Co-authored-by: Cursor <cursoragent@cursor.com>
---
 examples/annotations/run_hf_job.py            |  6 ++++-
 .../prompts/module_3_vqa.txt                  | 27 ++++++++++++++++++-
 2 files changed, 31 insertions(+), 2 deletions(-)
diff --git a/examples/annotations/run_hf_job.py b/examples/annotations/run_hf_job.py
index be48185f8..6cb253e96 100644
--- a/examples/annotations/run_hf_job.py
+++ b/examples/annotations/run_hf_job.py
@@ -55,7 +55,11 @@ CMD = (
     "--vlm.serve_ready_timeout_s=1800 "
     "--vlm.client_concurrency=256 "
     "--vlm.max_new_tokens=512 "
-    "--vlm.temperature=0.7 "
+    # Low temperature for VQA: bbox + keypoint are coordinate-regression
+    # tasks where sampling noise directly degrades localization
+    # (overlapping boxes, drifted points). 0.2 keeps the model decisive
+    # while still letting question/label phrasing vary across frames.
+    "--vlm.temperature=0.2 "
     "--executor.episode_parallelism=64 "
     "--vlm.chat_template_kwargs='{\"enable_thinking\": false}' "
     # Whole-scene agentview is the right choice for subtask reasoning +
diff --git a/src/lerobot/annotations/steerable_pipeline/prompts/module_3_vqa.txt b/src/lerobot/annotations/steerable_pipeline/prompts/module_3_vqa.txt
index 23590b381..c65d2c583 100644
--- a/src/lerobot/annotations/steerable_pipeline/prompts/module_3_vqa.txt
+++ b/src/lerobot/annotations/steerable_pipeline/prompts/module_3_vqa.txt
@@ -5,15 +5,40 @@ pixel coordinates, keypoints, counts, attributes, and spatial relations.
 
 The frame shows a robot working on: "{episode_task}".
 
+QUALITY BAR — read before answering:
+
+- Only label objects you are highly confident about.

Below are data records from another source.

//! Sources for the flat UNSPSC entry list

use std::future::Future;
use std::path::{Path, PathBuf};
use std::time::Duration;

use reqwest::Client as ReqwestClient;
use tokio::fs;
use tracing::{debug, error, info, instrument};

use crate::taxonomy::entry::{ClassificationEntry, EntryDocument};
use crate::taxonomy::error::TaxonomyError;

/// UNGM endpoint serving the full UNSPSC hierarchy
pub const UNGM_UNSPSC_URL: &str = "https://www.ungm.org/API/UNSPSCs";

/// Default timeout for the entry download in seconds
const DEFAULT_TIMEOUT_SECS: u64 = 120;

/// Anything that can hand over the complete classification list
pub trait EntrySource {
    fn fetch_all_entries(
        &self,
    ) -> impl Future<Output = Result<Vec<ClassificationEntry>, TaxonomyError>> + Send;
}

/// Fetches entries from the UNGM API
#[derive(Debug, Clone)]
pub struct UngmEntrySource {
    client: ReqwestClient,
    url: String,
}

impl Default for UngmEntrySource {
    fn default() -> Self {
        Self::new()
    }
}

impl UngmEntrySource {
    pub fn new() -> Self {
        Self::with_url(UNGM_UNSPSC_URL)
    }

    pub fn with_url(url: impl Into<String>) -> Self {
        // The endpoint rejects requests without a browser-like user agent
        let client = ReqwestClient::builder()
            .timeout(Duration::from_secs(DEFAULT_TIMEOUT_SECS))
            .user_agent("Mozilla/5.0")
            .build()
            .unwrap_or_default();
        Self {
            client,
            url: url.into(),
        }
    }
}

impl EntrySource for UngmEntrySource {
    #[instrument(skip(self), fields(url = %self.url))]
    async fn fetch_all_entries(&self) -> Result<Vec<ClassificationEntry>, TaxonomyError> {
        info!("Fetching UNSPSC hierarchy");
        let response = self.client.get(&self.url).send().await?;

        let status = response.status();
        let body = response.text().await?;
        if !status.is_success() {
            error!("Entry source error: {} - {}", status, body);
            return Err(TaxonomyError::Unavailable(format!(
                "{} returned {}",
                self.url, status
            )));
        }

        let doc: EntryDocument = serde_json::from_str(&body)?;
        info!("Fetched {} classification entries", doc.entries.len());
        Ok(doc.entries)
    }
}

/// Loads a previously saved entry list from disk
#[derive(Debug, Clone)]
pub struct FileEntrySource {
    path: PathBuf,
}

impl FileEntrySource {
    pub fn new(path: impl Into<PathBuf>) -> Self {
        Self { path: path.into() }
    }
}

impl EntrySource for FileEntrySource {
    #[instrument(skip(self), fields(path = %self.path.display()))]
    async fn fetch_all_entries(&self) -> Result<Vec<ClassificationEntry>, TaxonomyError> {
        let content = fs::read_to_string(&self.path).await?;
        let doc: EntryDocument = serde_json::from_str(&content)?;
        debug!("Loaded {} cached entries", doc.entries.len());
        Ok(doc.entries)
    }
}

/// Write entries in the same document shape the UNGM endpoint serves
pub async fn save_entries(
    path: impl AsRef<Path>,
    entries: &[ClassificationEntry],
) -> Result<(), TaxonomyError> {
    let path = path.as_ref();
    if let Some(parent) = path.parent() {
        fs::create_dir_all(parent).await?;
    }
    let doc = EntryDocument {
        entries: entries.to_vec(),
    };
    let json = serde_json::to_string(&doc).map_err(|e| {
        TaxonomyError::Io(std::io::Error::new(std::io::ErrorKind::InvalidData, e))
    })?;
    fs::write(path, json).await?;
    Ok(())
}

#[cfg(test)]
mod tests {
    use super::*;
    use mockito::Server;

    #[tokio::test]
    async fn test_fetch_entries_success() {
        let mut server = Server::new_async().await;
        let mock = server
            .mock("GET", "/API/UNSPSCs")
            .with_status(200)
            .with_header("content-type", "application/json")
            .with_body(
                r#"{"value": [
                    {"Id": "1", "ParentId": null, "UNSPSCode": "22", "Title": "Root"},
                    {"Id": "2", "ParentId": "1", "UNSPSCode": "2210", "Title": "Leaf"}
                ]}"#,
            )
            .expect(1)
            .create_async()
            .await;

        let source = UngmEntrySource::with_url(format!("{}/API/UNSPSCs", server.url()));
        let entries = source.fetch_all_entries().await.unwrap();

        assert_eq!(entries.len(), 2);
        assert_eq!(entries[1].parent_id.as_deref(), Some("1"));
        mock.assert_async().await;
    }

    #[tokio::test]
    async fn test_fetch_entries_http_error() {
        let mut server = Server::new_async().await;
        let mock = server
            .mock("GET", "/API/UNSPSCs")
            .with_status(503)
            .with_body("Service Unavailable")
            .create_async()
            .await;

        let source = UngmEntrySource::with_url(format!("{}/API/UNSPSCs", server.url()));
        let result = source.fetch_all_entries().await;

        assert!(matches!(result, Err(TaxonomyError::Unavailable(_))));
        mock.assert_async().await;
    }

    #[tokio::test]
    async fn test_fetch_entries_malformed_json() {
        let mut server = Server::new_async().await;
        let _mock = server
            .mock("GET", "/API/UNSPSCs")
            .with_status(200)
            .with_body("<html>not json</html>")
            .create_async()
            .await;

        let source = UngmEntrySource::with_url(format!("{}/API/UNSPSCs", server.url()));
        assert!(matches!(
            source.fetch_all_entries().await,
            Err(TaxonomyError::Unavailable(_))
        ));
    }

    #[tokio::test]
    async fn test_save_and_load_cached_entries() {
        let dir = tempfile::tempdir().unwrap();
        let path = dir.path().join("cache").join("unspsc.json");
        let entries = vec![
            ClassificationEntry::new("1", None, "22", "Root"),
            ClassificationEntry::new("2", Some("1"), "2210", "Leaf"),
        ];

        save_entries(&path, &entries).await.unwrap();
        let loaded = FileEntrySource::new(&path).fetch_all_entries().await.unwrap();

        assert_eq!(loaded, entries);
    }

    #[tokio::test]
    async fn test_missing_cache_file() {
        let source = FileEntrySource::new("/nonexistent/unspsc.json");
        assert!(matches!(
            source.fetch_all_entries().await,
            Err(TaxonomyError::Io(_))
        ));
    }
}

If you are not
+  sure what an object is, do NOT include it. A short, certain answer
+  beats a long, speculative one.
+- For coordinate-grounded answers (bbox, keypoint) only emit a label
+  when you can localize the object *tightly and precisely*. If the
+  object is occluded, ambiguous, off-frame, or you can't pin its
+  extent, return an empty detections list / pick a different object
+  rather than guessing.
+- Prefer task-relevant objects (the thing the robot is manipulating
+  or interacting with) over background clutter.
+
 Question types and the EXACT answer JSON shape required for each:
 
   bbox       => {{"detections": [{{"label": "<obj>", "bbox_format": "xyxy",
                                     "bbox": [x1, y1, x2, y2]}}, ...]}}
-                bbox is in pixel coordinates (x_min, y_min, x_max, y_max).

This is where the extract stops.